Updated: Updated: Transformation

When looking to transform a traditional organization, one will inevitably find oneself surrounded by countless constraints that have been shaped over time and occasionally even became encoded in legal frameworks such as labor agreements. Although they are bound to be frustrating, with a little creativity constraints can become an unlikely source of opportunity to start changing an organization. Here some examples from my hard-earned experience.

Bimodal Transformation

As I indicated in The Software Architect Elevator, I am not a big fan of the so-called “bimodal IT”, also called two-speed architecture, where some parts of the organization or system landscape move fast while others move slowly. Interestingly, teams actively engaging in a transformation will find themselves in a different type of two-speed reality: they are looking to speed up software delivery, but will depend on existing, slow processes. They won’t be able to first transform every single surrounding activity–it’d be death by a thousand paper cuts.

So, they need to accept that getting things done will take longer and is typically more cumbersome than they would expect. This can be hugely frustrating, but there’s a silver lining: you can make at least some of the limitations work to your advantage.

Intransparency

Most large organizations aren’t know for their transparency. This was one of my biggest surprises when joining from a Silicon Valley company that uses a single source code repository to one that considers information an asset that’s closely guarded to protect one’s own power base instead of sharing it with other teams. “We’re all working for the same company” was a common utterance in those situations, but it did little to change them.

Lack of transparency can be particularly inhibiting during a transformation because it makes determining the current state rather difficult. And after all, any successful transformation needs a valid and relevant starting point to plot a viable strategy. Taken in the right dosage and with good spirits, lack of transparency can also work for your advantage, though.

When building my team of architects, I hired a talented team with a significant amount of hands-on skill. Those skills were instrumental in building the organization’s first viable cloud platform. Not a few people were surprised that a team of architects, who were expected to mainly draw diagrams, implemented—and operated—a production-ready on-premises cloud platform.

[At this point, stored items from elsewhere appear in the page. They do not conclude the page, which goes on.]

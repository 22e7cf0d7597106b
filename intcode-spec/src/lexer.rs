//! # Lexer for Intcode Program Text

use logos::Logos;

use crate::Word;

/// Tokens of the comma-separated program format
#[derive(Logos, Debug, Clone, PartialEq)]
#[logos(skip r"[ \t\r\n\f]+")] // Whitespace, newlines included
pub enum Token {
    /// Signed decimal integer
    #[regex(r"[+-]?[0-9]+", |lex| lex.slice().parse::<Word>().ok())]
    Number(Word),

    /// Comma
    #[token(",")]
    Comma,
}

/// 1-based line and column of a byte offset
pub fn position(source: &str, offset: usize) -> (usize, usize) {
    let before = &source[..offset.min(source.len())];
    let line = before.matches('\n').count() + 1;
    let column = before
        .rfind('\n')
        .map_or(before.chars().count(), |nl| before[nl + 1..].chars().count())
        + 1;
    (line, column)
}
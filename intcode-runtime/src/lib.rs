//! # Intcode Runtime
//!
//! Execute Intcode programs, alone or as a network of machines.
//!
//! ## Features
//!
//! - **Sparse memory**: Zero-filled, grows on write, 64-bit signed words
//! - **Three addressing modes**: Position, immediate and relative
//! - **Pluggable ports**: Scripted input, recorded output, closures or channels
//! - **Topologies**: Amplifier chains and feedback rings, one thread per machine
//!
//! ## Example
//!
//! ```rust
//! use intcode_runtime::{Machine, OutputRecorder, ScriptedInput};
//!
//! // Echo one value
//! let output = OutputRecorder::new();
//! let mut machine = Machine::parse("3,0,4,0,99")
//!     .unwrap()
//!     .with_input(ScriptedInput::new([42]))
//!     .with_output(output.clone());
//! machine.execute().unwrap();
//! assert_eq!(output.values(), vec![42]);
//! ```

pub mod channel;
pub mod error;
pub mod execute;
pub mod io;
pub mod location;
pub mod machine;
pub mod memory;
pub mod state;
pub mod topology;

pub use channel::Channel;
pub use error::{PortError, Result, RuntimeError, TopologyError};
pub use io::{input_fn, output_fn, InputSource, OutputRecorder, OutputSink, ScriptedInput, Unwired};
pub use location::Location;
pub use machine::{ExecutionResult, Machine, MachineConfig};
pub use memory::Memory;
pub use state::MachineState;
pub use topology::{search_phases, PhaseSearch, Topology, TopologyKind};

use intcode_spec::{Program, Word};

/// Simple execution helper
///
/// Runs a program with the given inputs and returns the outputs.
pub fn run(program: &Program, inputs: impl IntoIterator<Item = Word>) -> Result<Vec<Word>> {
    let output = OutputRecorder::new();
    let mut machine = Machine::new(program)
        .with_input(ScriptedInput::new(inputs))
        .with_output(output.clone());
    machine.execute()?;
    Ok(output.take())
}
//! Instruction execution

use intcode_spec::{Address, Instruction, Opcode, Word};

use crate::error::{Result, RuntimeError};
use crate::location::Location;
use crate::machine::Machine;
use crate::memory::to_address;
use crate::state::MachineState;

impl Machine {
    /// Execute a decoded instruction located at `pc`
    pub(crate) fn execute_instruction(&mut self, pc: Address, instr: Instruction) -> Result<()> {
        let mut next_pc = pc + instr.width() as Address;

        match instr.opcode() {
            // ========== Arithmetic ==========
            Opcode::Add => {
                let a = self.load(pc, &instr, 1)?;
                let b = self.load(pc, &instr, 2)?;
                let sum = a
                    .checked_add(b)
                    .ok_or(RuntimeError::ArithmeticOverflow { pc })?;
                self.store(pc, &instr, 3, sum)?;
            }

            Opcode::Mul => {
                let a = self.load(pc, &instr, 1)?;
                let b = self.load(pc, &instr, 2)?;
                let product = a
                    .checked_mul(b)
                    .ok_or(RuntimeError::ArithmeticOverflow { pc })?;
                self.store(pc, &instr, 3, product)?;
            }

            // ========== I/O ==========
            Opcode::Input => {
                let dst = self.location(pc, &instr, 1)?;
                let value = self
                    .input
                    .read()
                    .map_err(|source| RuntimeError::Input { pc, source })?;
                dst.set(&mut self.memory, value)
                    .map_err(|e| e.at(pc, 1))?;
            }

            Opcode::Output => {
                let value = self.load(pc, &instr, 1)?;
                self.output
                    .write(value)
                    .map_err(|source| RuntimeError::Output { pc, value, source })?;
            }

            // ========== Jump ==========
            Opcode::JumpIfTrue => {
                if self.load(pc, &instr, 1)? != 0 {
                    next_pc = jump_target(pc, self.load(pc, &instr, 2)?)?;
                }
            }

            Opcode::JumpIfFalse => {
                if self.load(pc, &instr, 1)? == 0 {
                    next_pc = jump_target(pc, self.load(pc, &instr, 2)?)?;
                }
            }

            // ========== Compare ==========
            Opcode::LessThan => {
                let a = self.load(pc, &instr, 1)?;
                let b = self.load(pc, &instr, 2)?;
                self.store(pc, &instr, 3, Word::from(a < b))?;
            }

            Opcode::Equals => {
                let a = self.load(pc, &instr, 1)?;
                let b = self.load(pc, &instr, 2)?;
                self.store(pc, &instr, 3, Word::from(a == b))?;
            }

            // ========== System ==========
            Opcode::AdjustRelativeBase => {
                let delta = self.load(pc, &instr, 1)?;
                self.relative_base = self
                    .relative_base
                    .checked_add(delta)
                    .ok_or(RuntimeError::ArithmeticOverflow { pc })?;
            }

            Opcode::Halt => {
                self.state = MachineState::Halted;
                return Ok(());
            }
        }

        self.pc = next_pc;
        Ok(())
    }

    /// Resolve the 1-based parameter `param` of the instruction at `pc`
    fn location(&self, pc: Address, instr: &Instruction, param: usize) -> Result<Location> {
        let raw = self.memory.read(pc + param as Address);
        Location::resolve(instr.mode(param), raw, self.relative_base)
            .map_err(|e| e.at(pc, param))
    }

    fn load(&self, pc: Address, instr: &Instruction, param: usize) -> Result<Word> {
        Ok(self.location(pc, instr, param)?.get(&self.memory))
    }

    fn store(&mut self, pc: Address, instr: &Instruction, param: usize, value: Word) -> Result<()> {
        self.location(pc, instr, param)?
            .set(&mut self.memory, value)
            .map_err(|e| e.at(pc, param))
    }
}

fn jump_target(pc: Address, target: Word) -> Result<Address> {
    to_address(target).ok_or(RuntimeError::NegativeAddress { pc, address: target })
}
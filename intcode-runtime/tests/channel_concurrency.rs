//! Channel behaviour under concurrent readers and writers

use std::thread;

use intcode_runtime::{Channel, Machine, OutputRecorder};
use proptest::prelude::*;

#[test]
fn test_many_writers_single_reader() {
    let channel = Channel::new();
    let writers: Vec<_> = (0..4)
        .map(|w| {
            let channel = channel.clone();
            thread::spawn(move || {
                for i in 0..250 {
                    channel.write(w * 1_000 + i);
                }
            })
        })
        .collect();

    let mut received: Vec<i64> = (0..1_000).map(|_| channel.read()).collect();
    for writer in writers {
        writer.join().unwrap();
    }

    // Each writer's values stay in order relative to each other
    for w in 0..4 {
        let own: Vec<_> = received.iter().filter(|&&v| v / 1_000 == w).copied().collect();
        assert_eq!(own, (0..250).map(|i| w * 1_000 + i).collect::<Vec<_>>());
    }

    received.sort_unstable();
    received.dedup();
    assert_eq!(received.len(), 1_000);
    assert!(channel.is_empty());
}

#[test]
fn test_many_writers_many_readers() {
    let channel = Channel::new();
    let readers: Vec<_> = (0..4)
        .map(|_| {
            let channel = channel.clone();
            thread::spawn(move || (0..250).map(|_| channel.read()).collect::<Vec<i64>>())
        })
        .collect();
    let writers: Vec<_> = (0..4)
        .map(|w| {
            let channel = channel.clone();
            thread::spawn(move || {
                for i in 0..250 {
                    channel.write(w * 1_000 + i);
                }
            })
        })
        .collect();

    for writer in writers {
        writer.join().unwrap();
    }
    let mut received: Vec<i64> = readers
        .into_iter()
        .flat_map(|reader| reader.join().unwrap())
        .collect();

    // Every value delivered exactly once
    received.sort_unstable();
    let mut written: Vec<i64> = (0..4)
        .flat_map(|w| (0..250).map(move |i| w * 1_000 + i))
        .collect();
    written.sort_unstable();
    assert_eq!(received, written);
    assert!(channel.is_empty());
}

#[test]
fn test_machine_blocks_on_channel_input() {
    // The machine starts before its input exists
    let input = Channel::new();
    let output = OutputRecorder::new();
    let mut machine = Machine::parse("3,0,1001,0,1,0,4,0,99")
        .unwrap()
        .with_input(input.clone())
        .with_output(output.clone());

    let handle = thread::spawn(move || machine.execute());
    input.write(41);
    handle.join().unwrap().unwrap();

    assert_eq!(output.values(), vec![42]);
}

#[test]
fn test_machines_connected_by_channel() {
    // Producer emits 1..=5, consumer doubles whatever it reads five times
    let link = Channel::new();
    let output = OutputRecorder::new();

    let mut producer = Machine::parse("104,1,104,2,104,3,104,4,104,5,99")
        .unwrap()
        .with_output(link.clone());
    let mut consumer = Machine::parse(
        "1101,0,5,20,3,21,1002,21,2,21,4,21,1001,20,-1,20,1005,20,4,99",
    )
    .unwrap()
    .with_input(link.clone())
    .with_output(output.clone());

    let consumer = thread::spawn(move || consumer.execute());
    producer.execute().unwrap();
    consumer.join().unwrap().unwrap();

    assert_eq!(output.values(), vec![2, 4, 6, 8, 10]);
    assert!(link.is_empty());
}

proptest! {
    #[test]
    fn prop_fifo_across_threads(values in prop::collection::vec(any::<i64>(), 0..200)) {
        let channel = Channel::new();
        let writer = channel.clone();
        let sent = values.clone();
        let handle = thread::spawn(move || {
            for v in sent {
                writer.write(v);
            }
        });

        let received: Vec<i64> = (0..values.len()).map(|_| channel.read()).collect();
        handle.join().unwrap();
        prop_assert_eq!(received, values);
    }
}
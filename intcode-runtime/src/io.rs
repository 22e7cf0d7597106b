//! I/O ports
//!
//! A machine talks to the outside world only through one [`InputSource`]
//! (opcode 3) and one [`OutputSink`] (opcode 4). Both default to
//! [`Unwired`], which fails the instruction instead of inventing a value.

use std::collections::VecDeque;
use std::sync::{Arc, Mutex, MutexGuard, PoisonError};

use intcode_spec::Word;

use crate::error::PortError;

/// Supplies values to the input instruction. May block.
pub trait InputSource: Send {
    fn read(&mut self) -> Result<Word, PortError>;
}

/// Consumes values from the output instruction
pub trait OutputSink: Send {
    fn write(&mut self, value: Word) -> Result<(), PortError>;
}

/// Port that is not connected to anything
#[derive(Debug, Clone, Copy, Default)]
pub struct Unwired;

impl InputSource for Unwired {
    fn read(&mut self) -> Result<Word, PortError> {
        Err(PortError::Unwired)
    }
}

impl OutputSink for Unwired {
    fn write(&mut self, _value: Word) -> Result<(), PortError> {
        Err(PortError::Unwired)
    }
}

/// Fixed queue of input values; fails with `Exhausted` once empty
#[derive(Debug, Clone, Default)]
pub struct ScriptedInput {
    values: VecDeque<Word>,
}

impl ScriptedInput {
    pub fn new(values: impl IntoIterator<Item = Word>) -> Self {
        Self {
            values: values.into_iter().collect(),
        }
    }

    /// One input value per byte of `text`
    pub fn ascii(text: &str) -> Self {
        Self::new(text.bytes().map(Word::from))
    }

    pub fn push(&mut self, value: Word) {
        self.values.push_back(value);
    }

    pub fn remaining(&self) -> usize {
        self.values.len()
    }
}

impl InputSource for ScriptedInput {
    fn read(&mut self) -> Result<Word, PortError> {
        self.values.pop_front().ok_or(PortError::Exhausted)
    }
}

/// Records every output value
///
/// Clones share the record, so a handle kept by the caller sees what the
/// machine wrote even after the machine was moved to another thread.
#[derive(Debug, Clone, Default)]
pub struct OutputRecorder {
    values: Arc<Mutex<Vec<Word>>>,
}

impl OutputRecorder {
    pub fn new() -> Self {
        Self::default()
    }

    fn lock(&self) -> MutexGuard<'_, Vec<Word>> {
        self.values.lock().unwrap_or_else(PoisonError::into_inner)
    }

    pub fn values(&self) -> Vec<Word> {
        self.lock().clone()
    }

    pub fn take(&self) -> Vec<Word> {
        std::mem::take(&mut *self.lock())
    }

    pub fn last(&self) -> Option<Word> {
        self.lock().last().copied()
    }

    pub fn len(&self) -> usize {
        self.lock().len()
    }

    pub fn is_empty(&self) -> bool {
        self.lock().is_empty()
    }

    /// Recorded values as text; values outside ASCII are skipped
    pub fn ascii(&self) -> String {
        self.lock()
            .iter()
            .filter_map(|&v| u8::try_from(v).ok().filter(u8::is_ascii))
            .map(char::from)
            .collect()
    }
}

impl OutputSink for OutputRecorder {
    fn write(&mut self, value: Word) -> Result<(), PortError> {
        self.lock().push(value);
        Ok(())
    }
}

/// Input port backed by a closure
pub struct FnInput<F>(F);

/// Output port backed by a closure
pub struct FnOutput<F>(F);

pub fn input_fn<F>(f: F) -> FnInput<F>
where
    F: FnMut() -> Result<Word, PortError> + Send,
{
    FnInput(f)
}

pub fn output_fn<F>(f: F) -> FnOutput<F>
where
    F: FnMut(Word) -> Result<(), PortError> + Send,
{
    FnOutput(f)
}

impl<F> InputSource for FnInput<F>
where
    F: FnMut() -> Result<Word, PortError> + Send,
{
    fn read(&mut self) -> Result<Word, PortError> {
        (self.0)()
    }
}

impl<F> OutputSink for FnOutput<F>
where
    F: FnMut(Word) -> Result<(), PortError> + Send,
{
    fn write(&mut self, value: Word) -> Result<(), PortError> {
        (self.0)(value)
    }
}
use crate::domain::model::{BasketStatistics, ComparisonOutcome, Ranking, VendorBasket};
use crate::utils::error::{EtlError, Result};
use chrono::{DateTime, Utc};
use serde::Serialize;

pub const RANKING_CSV: &str = "basket_ranking.csv";
pub const ITEMS_CSV: &str = "basket_items.csv";
pub const REPORT_JSON: &str = "basket_report.json";

#[derive(Serialize)]
struct RankingRow<'a> {
    rank: usize,
    status: &'static str,
    vendor_id: &'a str,
    vendor_name: &'a str,
    items_total: String,
    imputed_total: String,
    normalized_total: String,
    missing_terms: String,
    estimated_terms: String,
    is_available: Option<bool>,
    delivery_time: &'a str,
    subscription: Option<bool>,
    vendor_url: &'a str,
}

#[derive(Serialize)]
struct ItemRow<'a> {
    vendor_id: &'a str,
    term: &'a str,
    status: &'static str,
    offer_name: &'a str,
    price: String,
    url: &'a str,
    rule: String,
    vendor_url: &'a str,
}

#[derive(Serialize)]
struct JsonReport<'a> {
    run: &'a str,
    generated_at: DateTime<Utc>,
    #[serde(flatten)]
    outcome: &'a ComparisonOutcome,
}

pub fn render_ranking_csv(outcome: &ComparisonOutcome) -> Result<String> {
    let mut writer = csv::Writer::from_writer(Vec::new());
    let status = outcome.ranking.status();

    for (index, basket) in outcome.ranking.baskets().iter().enumerate() {
        writer.serialize(RankingRow {
            rank: index + 1,
            status,
            vendor_id: &basket.vendor_id,
            vendor_name: &basket.vendor_name,
            items_total: basket.items_total.to_string(),
            imputed_total: basket.imputed_total.to_string(),
            normalized_total: basket.normalized_total.to_string(),
            missing_terms: basket.missing_terms.join("; "),
            estimated_terms: basket.estimated_terms.join("; "),
            is_available: basket.metadata.is_available,
            delivery_time: basket.metadata.delivery_time.as_deref().unwrap_or(""),
            subscription: basket.metadata.subscription,
            vendor_url: basket.metadata.url.as_deref().unwrap_or(""),
        })?;
    }

    finish_csv(writer)
}

/// 每家店每個品項一列，缺少的品項也列出
pub fn render_items_csv(outcome: &ComparisonOutcome) -> Result<String> {
    let mut writer = csv::Writer::from_writer(Vec::new());

    for vendor in &outcome.vendors {
        let vendor_url = vendor.metadata.url.as_deref().unwrap_or("");
        for item in &outcome.items {
            let row = match vendor.resolved(&item.term) {
                Some(resolved) => ItemRow {
                    vendor_id: &vendor.id,
                    term: &item.term,
                    status: "resolved",
                    offer_name: &resolved.chosen_offer.raw_name,
                    price: resolved.chosen_offer.price.to_string(),
                    url: resolved.chosen_offer.url.as_deref().unwrap_or(""),
                    rule: resolved.rule.to_string(),
                    vendor_url,
                },
                None => ItemRow {
                    vendor_id: &vendor.id,
                    term: &item.term,
                    status: "missing",
                    offer_name: "",
                    price: outcome.averages.get(&item.term).to_string(),
                    url: "",
                    rule: String::new(),
                    vendor_url,
                },
            };
            writer.serialize(row)?;
        }
    }

    finish_csv(writer)
}

fn finish_csv(writer: csv::Writer<Vec<u8>>) -> Result<String> {
    let bytes = writer.into_inner().map_err(|e| EtlError::ProcessingError {
        message: format!("CSV flush failed: {}", e),
    })?;
    String::from_utf8(bytes).map_err(|e| EtlError::ProcessingError {
        message: format!("CSV output is not UTF-8: {}", e),
    })
}

pub fn render_json(run: &str, outcome: &ComparisonOutcome) -> Result<String> {
    let report = JsonReport {
        run,
        generated_at: Utc::now(),
        outcome,
    };
    Ok(serde_json::to_string_pretty(&report)?)
}

fn write_basket(out: &mut String, basket: &VendorBasket) {
    out.push_str(&format!("Vendor: {} ({})\n", basket.vendor_name, basket.vendor_id));
    out.push_str(&format!("Total Normalized Price: {}", basket.normalized_total));
    if basket.is_estimate() {
        out.push_str(&format!(
            " (estimate, unknown price for: {})",
            basket.estimated_terms.join(", ")
        ));
    }
    out.push('\n');
    if !basket.missing_terms.is_empty() {
        out.push_str(&format!("Missing: {}\n", basket.missing_terms.join(", ")));
    }
    if let Some(delivery_time) = &basket.metadata.delivery_time {
        out.push_str(&format!("Delivery time: {}\n", delivery_time));
    }
    if basket.metadata.is_available == Some(false) {
        out.push_str("Currently unavailable\n");
    }
    if let Some(url) = &basket.metadata.url {
        out.push_str(&format!("Link: {}\n", url));
    }
}

fn write_statistics(out: &mut String, statistics: &BasketStatistics) {
    out.push_str(&format!(
        "{} vendors sell all mandatory items\n",
        statistics.complete_vendors
    ));
    if let (Some(min), Some(max)) = (statistics.min_total, statistics.max_total) {
        out.push_str(&format!("Minimum total: {}\nMaximum total: {}\n", min, max));
    }
    out.push('\n');
}

/// CLI 顯示用的文字摘要
pub fn render_console_summary(outcome: &ComparisonOutcome) -> String {
    let mut out = String::new();

    match &outcome.ranking {
        Ranking::Complete {
            ranked,
            most_expensive,
        } => {
            write_statistics(&mut out, &outcome.statistics);
            out.push_str("Cheapest total:\n");
            write_basket(&mut out, &ranked[0]);
            if ranked.len() > 1 {
                out.push_str("\nOther options:\n");
                for (rank, basket) in ranked.iter().enumerate().skip(1).take(2) {
                    out.push_str(&format!("Option {}:\n", rank + 1));
                    write_basket(&mut out, basket);
                }
            }
            out.push_str("\nMost expensive venue:\n");
            write_basket(&mut out, most_expensive);
        }
        Ranking::NearComplete { alternatives } => {
            out.push_str("No vendor sells all mandatory items.\n");
            out.push_str("Vendors missing exactly one mandatory item:\n");
            for basket in alternatives {
                write_basket(&mut out, basket);
            }
        }
        Ranking::NoEligibleVendor => {
            out.push_str("No eligible vendor: nobody carries the mandatory items.\n");
        }
    }

    out.push_str("\nAverage prices:\n");
    for (term, average) in outcome.averages.iter() {
        out.push_str(&format!("  - {}: {}\n", term, average));
    }
    out
}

Intransparency, used wisely, affords you certain freedoms, for example to choose the folks you are hiring or the things that you work on. Naturally, this should be used in good faith to actually deliver value to the organization in the long run. In my example, having an architecture team with delivery capability turned out to be instrumental to solving one of the organization’s major problems: slow software delivery.

Long Planning Cycles

Intransparency comes in an additional flavor: time-bound intransparency. Most folks looking to transform an organization will be frustrated by long planning and budgeting cycles. I have criticized them for numerous reasons, ranging from sandbagging or pretending predictability to a grotesque lying contest that rewards those who promise the most, knowing well that the inevitable failure to deliver will be ignored 12 months later.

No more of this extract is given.